I want to use it to browse the net, do a little writing, and will probably use it as a part of the media center I'm going to buy next year.

I don't game on it, won't be doing anything that requires much processing, something reliable with good media is all I need.
posted by timdicator at 4:18 PM on November 26, 2009

Runs hot runs slow. Cheapest of the HPs Not worth the expense - you will want something upgraded in all of its parts within 6 months.
posted by ptm at 4:28 PM on November 26, 2009

"Hot" isn't just a comfort factor -- keep in mind that the energy a hot processor wastes as heat comes from your battery. That means less useful work done before you have to plug in again.
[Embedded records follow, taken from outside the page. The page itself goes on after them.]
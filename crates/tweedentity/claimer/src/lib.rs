//! # tweedentity-claimer
//!
//! Proof-of-ownership for external accounts.
//!
//! A claimant posts the signature of `"{namespace}/{uid}@tweedentity"` on
//! the external platform, then calls [`OwnershipClaimer::claim_ownership`]
//! with the post id. The claimer asks a [`FetchProvider`] for the post and
//! returns immediately. When the provider calls back with the post's author
//! id and description, [`OwnershipClaimer::on_fetch_result`] recovers the
//! signer of `"{namespace}/{author_id}@tweedentity"` and, if it is the
//! claimant, binds the author id through the identity manager.
//!
//! The callback crosses an asynchronous gap: anything may have changed since
//! the request was issued, so every precondition is re-validated there.

#![deny(unsafe_code)]

pub mod claimer;
pub mod error;
pub mod proof;
pub mod provider;
pub mod relay;

pub use claimer::{
    ClaimRequest, OwnershipClaimer, PendingVerification, RejectionReason, VerificationOutcome,
    VerificationState,
};
pub use error::{ClaimError, FetchError, ProofError};
pub use proof::{extract_signature, format_post_description};
pub use provider::{
    FeeQuote, FetchProvider, FetchQuery, FetchRequest, FetchedPost, QueuedFetchProvider,
};
pub use relay::{ChannelFetchProvider, FetchRelay, FetchResponse, PostSource};
use std::fmt;

use serde::{Deserialize, Serialize};

use crate::address::Address;
use crate::error::TypeError;

/// Identifier of an account on the external system (e.g. a Twitter user id).
///
/// Always stored in canonical lowercase form; construct through [`ExternalId::parse`].
#[derive(Clone, PartialEq, Eq, Hash, PartialOrd, Ord, Serialize, Deserialize)]
#[serde(try_from = "String", into = "String")]
pub struct ExternalId(String);

impl ExternalId {
    pub const MAX_LEN: usize = 64;

    /// Normalize and validate: trimmed, lowercased, non-empty, no whitespace,
    /// none of the `/`, `@`, `;` delimiters, at most `MAX_LEN` bytes.
    pub fn parse(raw: &str) -> Result<Self, TypeError> {
        let lowered = raw.trim().to_lowercase();
        if lowered.is_empty() {
            return Err(TypeError::InvalidExternalId("empty".into()));
        }
        if lowered.len() > Self::MAX_LEN {
            return Err(TypeError::InvalidExternalId(format!(
                "longer than {} bytes",
                Self::MAX_LEN
            )));
        }
        if lowered
            .chars()
            .any(|c| c.is_whitespace() || c.is_control() || c == '/' || c == '@' || c == ';')
        {
            return Err(TypeError::InvalidExternalId(raw.to_string()));
        }
        Ok(Self(lowered))
    }

    pub fn as_str(&self) -> &str {
        &self.0
    }
}

impl fmt::Display for ExternalId {
    fn fmt(&self, f: &mut fmt::Formatter<'_>) -> fmt::Result {
        f.write_str(&self.0)
    }
}

impl fmt::Debug for ExternalId {
    fn fmt(&self, f: &mut fmt::Formatter<'_>) -> fmt::Result {
        write!(f, "ExternalId({})", self.0)
    }
}

impl TryFrom<String> for ExternalId {
    type Error = TypeError;

    fn try_from(value: String) -> Result<Self, Self::Error> {
        Self::parse(&value)
    }
}

impl From<ExternalId> for String {
    fn from(value: ExternalId) -> Self {
        value.0
    }
}

/// Opaque id of an off-chain fetch request.
#[derive(Clone, Debug, PartialEq, Eq, Hash, PartialOrd, Ord, Serialize, Deserialize)]
pub struct RequestId(pub String);

impl RequestId {
    pub fn new(id: impl Into<String>) -> Self {
        Self(id.into())
    }

    pub fn generate() -> Self {
        Self(uuid::Uuid::new_v4().to_string())
    }
}

impl fmt::Display for RequestId {
    fn fmt(&self, f: &mut fmt::Formatter<'_>) -> fmt::Result {
        f.write_str(&self.0)
    }
}

/// Whether a prospective address↔uid pairing may replace existing bindings.
#[derive(Clone, Copy, Debug, PartialEq, Eq, Hash, Serialize, Deserialize)]
pub enum Upgradability {
    Upgradable,
    /// The namespace has no bound store.
    NotUpgradableInStore,
    /// The uid is bound to another address and still time-locked.
    UidNotUpgradable,
    /// The address is bound to another uid and still time-locked.
    AddressNotUpgradable,
    UidAndAddressNotUpgradable,
}

impl Upgradability {
    pub fn is_upgradable(self) -> bool {
        self == Upgradability::Upgradable
    }

    /// Combine the independent verdicts of the two slots.
    pub fn from_locks(uid_locked: bool, address_locked: bool) -> Self {
        match (uid_locked, address_locked) {
            (false, false) => Upgradability::Upgradable,
            (true, false) => Upgradability::UidNotUpgradable,
            (false, true) => Upgradability::AddressNotUpgradable,
            (true, true) => Upgradability::UidAndAddressNotUpgradable,
        }
    }
}

impl fmt::Display for Upgradability {
    fn fmt(&self, f: &mut fmt::Formatter<'_>) -> fmt::Result {
        let s = match self {
            Upgradability::Upgradable => "upgradable",
            Upgradability::NotUpgradableInStore => "not upgradable in store",
            Upgradability::UidNotUpgradable => "uid not upgradable",
            Upgradability::AddressNotUpgradable => "address not upgradable",
            Upgradability::UidAndAddressNotUpgradable => "uid and address not upgradable",
        };
        f.write_str(s)
    }
}

/// Read-only view of a deployed component's pause flag.
pub trait PauseStatus: Send + Sync {
    /// Address the component is deployed at.
    fn deployed_address(&self) -> Address;

    fn is_paused(&self) -> bool;
}

#[cfg(test)]
mod tests {
    use super::*;
    use proptest::prelude::*;

    #[test]
    fn external_id_is_lowercased_once() {
        let id = ExternalId::parse("  George ").unwrap();
        assert_eq!(id.as_str(), "george");
        assert_eq!(id, ExternalId::parse("GEORGE").unwrap());
    }

    #[test]
    fn external_id_rejects_delimiters_and_empty() {
        assert!(ExternalId::parse("").is_err());
        assert!(ExternalId::parse("   ").is_err());
        assert!(ExternalId::parse("a/b").is_err());
        assert!(ExternalId::parse("a@b").is_err());
        assert!(ExternalId::parse("a b").is_err());
        assert!(ExternalId::parse(&"9".repeat(65)).is_err());
    }

    #[test]
    fn external_id_serde_validates() {
        let id: ExternalId = serde_json::from_str("\"ABC\"").unwrap();
        assert_eq!(id.as_str(), "abc");
        assert!(serde_json::from_str::<ExternalId>("\"\"").is_err());
    }

    #[test]
    fn upgradability_from_locks() {
        assert_eq!(Upgradability::from_locks(false, false), Upgradability::Upgradable);
        assert_eq!(Upgradability::from_locks(true, false), Upgradability::UidNotUpgradable);
        assert_eq!(
            Upgradability::from_locks(false, true),
            Upgradability::AddressNotUpgradable
        );
        assert_eq!(
            Upgradability::from_locks(true, true),
            Upgradability::UidAndAddressNotUpgradable
        );
        assert!(!Upgradability::NotUpgradableInStore.is_upgradable());
    }

    #[test]
    fn request_ids_are_unique() {
        assert_ne!(RequestId::generate(), RequestId::generate());
    }

    proptest! {
        #[test]
        fn parsing_is_case_insensitive(s in "[a-zA-Z0-9_]{1,32}") {
            let upper = ExternalId::parse(&s.to_uppercase()).unwrap();
            let lower = ExternalId::parse(&s.to_lowercase()).unwrap();
            prop_assert_eq!(upper, lower);
        }
    }
}
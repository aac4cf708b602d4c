//! Tweedentity identity manager.
//!
//! Directory of namespace → [`IdentityStore`](tweedentity_store::IdentityStore).
//! Verified identities reach a store only through the manager, which adds the
//! pause switch and its own authorization tiers on top of the store's.

#![deny(unsafe_code)]

pub mod error;
pub mod manager;
pub mod shared;

pub use error::ManagerError;
pub use manager::{IdentityManager, SetIdentityOutcome};
pub use shared::SharedManager;
//! Tweedentity identity store.
//!
//! One store per namespace (twitter, github, ...). The store keeps a
//! bijective, time-locked map between ledger addresses and external ids and
//! answers to its own authorization ledger:
//!
//! - Verifier tier writes identities
//! - CustomerService tier removes them
//! - Developer tier (or the owner) tunes the time lock
//!
//! Users may always remove their own binding.

#![deny(unsafe_code)]

pub mod error;
pub mod store;

pub use error::StoreError;
pub use store::{AddressEntry, IdentityStore, UidEntry};
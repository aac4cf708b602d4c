//! Tweedentity Authorization - tiered access control
//!
//! A flat map from address to integer level, administered by a single owner.
//! Each privileged operation elsewhere declares the minimum level it needs;
//! the ledger only answers whether a caller meets it.

#![deny(unsafe_code)]

use std::collections::BTreeMap;

use serde::{Deserialize, Serialize};
use thiserror::Error;
use tracing::{info, warn};
use tweedentity_types::{Address, AuthLevel, Event, EventLog};

/// Owner-administered authorization ledger.
#[derive(Clone, Debug, Serialize, Deserialize)]
pub struct AuthorizationLedger {
    owner: Address,
    levels: BTreeMap<Address, AuthLevel>,
    #[serde(skip)]
    events: EventLog,
}

impl AuthorizationLedger {
    /// Create a ledger owned by `owner`, with nobody authorized.
    pub fn new(owner: Address) -> Self {
        Self {
            owner,
            levels: BTreeMap::new(),
            events: EventLog::new(),
        }
    }

    pub fn owner(&self) -> Address {
        self.owner
    }

    /// Whether `caller` is the owner.
    pub fn is_owner(&self, caller: &Address) -> bool {
        *caller == self.owner
    }

    /// Grant `level` to `address`, replacing any previous level. Owner only.
    pub fn authorize(
        &mut self,
        caller: &Address,
        address: Address,
        level: AuthLevel,
    ) -> Result<(), AuthError> {
        self.require_owner(caller)?;
        if address.is_zero() {
            return Err(AuthError::ZeroAddress);
        }
        if level.is_none() {
            return Err(AuthError::InvalidLevel);
        }

        self.levels.insert(address, level);
        info!(address = %address, level = %level, "Address authorized");
        self.events.emit(Event::Authorized { address, level });
        Ok(())
    }

    /// Revoke `address`. Allowed for the owner, and for `address` itself.
    ///
    /// Returns whether an entry was removed.
    pub fn deauthorize(&mut self, caller: &Address, address: &Address) -> Result<bool, AuthError> {
        if !self.is_owner(caller) && caller != address {
            return Err(AuthError::NotOwner(*caller));
        }

        let removed = self.levels.remove(address).is_some();
        if removed {
            warn!(address = %address, by = %caller, "Address deauthorized");
            self.events.emit(Event::Deauthorized { address: *address });
        }
        Ok(removed)
    }

    /// Hand the ledger to a new owner. Owner only.
    pub fn transfer_ownership(&mut self, caller: &Address, new_owner: Address) -> Result<(), AuthError> {
        self.require_owner(caller)?;
        if new_owner.is_zero() {
            return Err(AuthError::ZeroAddress);
        }
        info!(from = %self.owner, to = %new_owner, "Ownership transferred");
        self.owner = new_owner;
        Ok(())
    }

    /// Level held by `address`; zero when unauthorized.
    pub fn level_of(&self, address: &Address) -> AuthLevel {
        self.levels.get(address).copied().unwrap_or(AuthLevel::NONE)
    }

    /// Whether `address` holds at least `min`.
    pub fn is_authorized_at(&self, address: &Address, min: AuthLevel) -> bool {
        let level = self.level_of(address);
        !level.is_none() && level >= min
    }

    /// Fail unless `caller` is the owner.
    pub fn require_owner(&self, caller: &Address) -> Result<(), AuthError> {
        if self.is_owner(caller) {
            Ok(())
        } else {
            Err(AuthError::NotOwner(*caller))
        }
    }

    /// Fail unless `caller` holds at least `min`.
    pub fn require_level(&self, caller: &Address, min: AuthLevel) -> Result<(), AuthError> {
        if self.is_authorized_at(caller, min) {
            Ok(())
        } else {
            Err(AuthError::Unauthorized {
                caller: *caller,
                required: min,
                actual: self.level_of(caller),
            })
        }
    }

    /// Fail unless `caller` is the owner or holds at least `min`.
    pub fn require_owner_or_level(&self, caller: &Address, min: AuthLevel) -> Result<(), AuthError> {
        if self.is_owner(caller) {
            return Ok(());
        }
        self.require_level(caller, min)
    }

    /// All currently authorized addresses, in address order.
    pub fn authorized_addresses(&self) -> Vec<Address> {
        self.levels.keys().copied().collect()
    }

    pub fn events(&self) -> &[Event] {
        self.events.events()
    }

    pub fn drain_events(&mut self) -> Vec<Event> {
        self.events.drain()
    }
}

/// Authorization failures. All are hard failures: no state changes.
#[derive(Debug, Error, Clone, PartialEq, Eq)]
pub enum AuthError {
    #[error("caller {0} is not the owner")]
    NotOwner(Address),

    #[error("caller {caller} has level {actual}, {required} required")]
    Unauthorized {
        caller: Address,
        required: AuthLevel,
        actual: AuthLevel,
    },

    #[error("cannot authorize the zero address")]
    ZeroAddress,

    #[error("authorization level must be above zero")]
    InvalidLevel,
}
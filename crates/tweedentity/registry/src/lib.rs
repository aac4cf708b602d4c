//! Tweedentity registry.
//!
//! Directory of the deployed components: one store per namespace, the
//! manager and the claimer. Clients read it to discover addresses and to ask
//! whether the deployment is ready to accept claims. The registry starts
//! paused, and the manager is registered as a live handle so readiness
//! always follows the manager's own pause flag.

#![deny(unsafe_code)]

use std::collections::BTreeMap;
use std::sync::Arc;

use thiserror::Error;
use tracing::{info, warn};
use tweedentity_auth::{AuthError, AuthorizationLedger};
use tweedentity_types::app::normalize_nickname;
use tweedentity_types::{Address, Event, EventLog, PauseStatus, RegistryConfig, TypeError};

#[derive(Debug, Error, Clone, PartialEq, Eq)]
pub enum RegistryError {
    #[error(transparent)]
    Auth(#[from] AuthError),

    #[error("invalid input: {0}")]
    InvalidInput(#[from] TypeError),

    #[error("the zero address cannot be registered")]
    ZeroAddress,
}

pub struct Registry {
    auth: AuthorizationLedger,
    stores: BTreeMap<String, Address>,
    manager: Option<Arc<dyn PauseStatus>>,
    claimer: Option<Address>,
    required_namespaces: Vec<String>,
    paused: bool,
    events: EventLog,
}

impl Registry {
    /// A paused registry with nothing registered.
    pub fn new(owner: Address, config: &RegistryConfig) -> Self {
        Self {
            auth: AuthorizationLedger::new(owner),
            stores: BTreeMap::new(),
            manager: None,
            claimer: None,
            required_namespaces: config
                .required_namespaces
                .iter()
                .map(|ns| ns.trim().to_lowercase())
                .collect(),
            paused: true,
            events: EventLog::new(),
        }
    }

    /// Record the store serving `namespace`. Returns the address it replaced.
    pub fn set_store(
        &mut self,
        caller: &Address,
        namespace: &str,
        store: Address,
    ) -> Result<Option<Address>, RegistryError> {
        self.auth.require_owner(caller)?;
        let namespace = normalize_nickname(namespace)?;
        if store.is_zero() {
            return Err(RegistryError::ZeroAddress);
        }
        info!(namespace = %namespace, store = %store, "Registry store set");
        self.events.emit(Event::StoreBound {
            namespace: namespace.clone(),
            store,
        });
        Ok(self.stores.insert(namespace, store))
    }

    /// Store registered for `namespace`, if any.
    pub fn get_store(&self, namespace: &str) -> Option<Address> {
        let key = normalize_nickname(namespace).ok()?;
        self.stores.get(&key).copied()
    }

    /// Register the deployed manager. Its address and pause flag are both
    /// read from the handle. Owner only.
    pub fn set_manager(&mut self, caller: &Address, manager: Arc<dyn PauseStatus>) -> Result<(), RegistryError> {
        self.auth.require_owner(caller)?;
        let address = manager.deployed_address();
        if address.is_zero() {
            return Err(RegistryError::ZeroAddress);
        }
        info!(manager = %address, "Registry manager set");
        self.manager = Some(manager);
        self.events.emit(Event::ManagerSet { manager: address });
        Ok(())
    }

    /// Register the deployed claimer. Owner only.
    pub fn set_claimer(&mut self, caller: &Address, claimer: Address) -> Result<(), RegistryError> {
        self.auth.require_owner(caller)?;
        if claimer.is_zero() {
            return Err(RegistryError::ZeroAddress);
        }
        info!(claimer = %claimer, "Registry claimer set");
        self.claimer = Some(claimer);
        self.events.emit(Event::ClaimerSet { claimer });
        Ok(())
    }

    /// Both or neither.
    pub fn set_manager_and_claimer(
        &mut self,
        caller: &Address,
        manager: Arc<dyn PauseStatus>,
        claimer: Address,
    ) -> Result<(), RegistryError> {
        self.auth.require_owner(caller)?;
        if manager.deployed_address().is_zero() || claimer.is_zero() {
            return Err(RegistryError::ZeroAddress);
        }
        self.set_manager(caller, manager)?;
        self.set_claimer(caller, claimer)
    }

    /// Stop advertising the deployment as ready. Owner only.
    pub fn pause(&mut self, caller: &Address) -> Result<(), RegistryError> {
        self.auth.require_owner(caller)?;
        if !self.paused {
            self.paused = true;
            warn!("Registry paused");
            self.events.emit(Event::Paused);
        }
        Ok(())
    }

    /// Owner only.
    pub fn unpause(&mut self, caller: &Address) -> Result<(), RegistryError> {
        self.auth.require_owner(caller)?;
        if self.paused {
            self.paused = false;
            info!("Registry unpaused");
            self.events.emit(Event::Unpaused);
        }
        Ok(())
    }

    /// Unpaused, every required namespace has a store, the claimer is set,
    /// and a manager is set and not paused itself.
    pub fn is_ready(&self) -> bool {
        !self.paused
            && self.claimer.is_some()
            && self
                .manager
                .as_ref()
                .is_some_and(|manager| !manager.is_paused())
            && self
                .required_namespaces
                .iter()
                .all(|ns| self.stores.contains_key(ns))
    }

    /// The registry's own pause flag.
    pub fn is_paused(&self) -> bool {
        self.paused
    }

    pub fn owner(&self) -> Address {
        self.auth.owner()
    }

    /// Address of the registered manager.
    pub fn manager(&self) -> Option<Address> {
        self.manager.as_ref().map(|manager| manager.deployed_address())
    }

    /// Address of the registered claimer.
    pub fn claimer(&self) -> Option<Address> {
        self.claimer
    }

    /// Every registered store, keyed by namespace.
    pub fn stores(&self) -> &BTreeMap<String, Address> {
        &self.stores
    }

    /// Events emitted so far.
    pub fn events(&self) -> &[Event] {
        self.events.events()
    }
}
I'd pay extra for a dual-core of some sort.
posted by Kadin2048 at 6:24 PM on November 26, 2009

I would steer clear because of the processor, which is rubbish (AMD is generally great, but this one isn't), the 160GB HDD, which is small, and the 3GB RAM, which is annoying. It also doesn't say anything about the graphics, which could quite possibly mean that the graphics chip would be borrowing system RAM to do its work, which leaves you with less for doing actual work.

It would be nice to get a Blu-ray drive in there, too.
posted by turgid dahlia at 7:25 PM on November 26, 2009 [1 favorite]

Sempron bad! Baad! Seriously, I recommend you pay a couple more (hundred) dollars and get a Core 2 Duo. Even if you don't plan on doing any gaming, you want a machine that will be moderately responsive. You do not want to sit and grit your teeth while the hard drive grinds and grinds and grinds and you wish, wish, there was something you could do about it - but you can't, because more RAM won't help - nothing will help - you're saddled with a poor core component. A shitty, shitty processor.

A couple hundred bucks now will save you so much grief. So much grief.
posted by kbanas at 7:28 PM on November 26, 2009 [1 favorite]

Also, I find it interesting that they don't want to come out and say what model Sempron it is - I actually spent about 60 seconds trying to find the specs, and could not find the specs. I find that kind of curious, and another marker to stay far away.
posted by kbanas at 7:35 PM on November 26, 2009

Oh, I failed to notice that was not actually OfficeMax's website. I couldn't find it on their actual website, but that's probably because it's a circular only sale for Black Friday or something.

So, ok, probably I was making too big a deal out of that.

I'm passionate.
posted by kbanas at 7:39 PM on November 26, 2009

Given that even an Intel Atom would be enough for someone who wants to "browse the net, do a little writing, and will probably use it as a part of the media center I'm going to buy next year," I don't see how the Sempron is such a huge deal. Given what HP is putting in other laptops in the series, it's likely a Sempron M100, which is a 2GHz 45nm part. It will work perfectly well for browsing the net, writing, and running a media center. Nor is it a particularly hot chip with a 25W TDP.

AMD could learn a lesson in branding here from all of the people jumping on the name without even knowing what the specs are. The fact is that any [non-netbook] processor sold these days will be faster than most sold even three years ago. Computers were not horribly unresponsive then, and Windows 7 is not slower than XP (it's often faster).

The processor is fine for what you want to do now, though it may limit you as you find new uses for your computer later; 3GB of RAM is more than adequate for Windows 7; and 160GB of hard drive space is more than you will use unless you store lots of video or games.

Basically, yes, this is the lowest of the low-end in terms of specs, but it just so happens that the lowest of the low-end meets your particular needs fairly well these days. [I still recommend getting a dual-core processor, but I wanted to clarify this point.]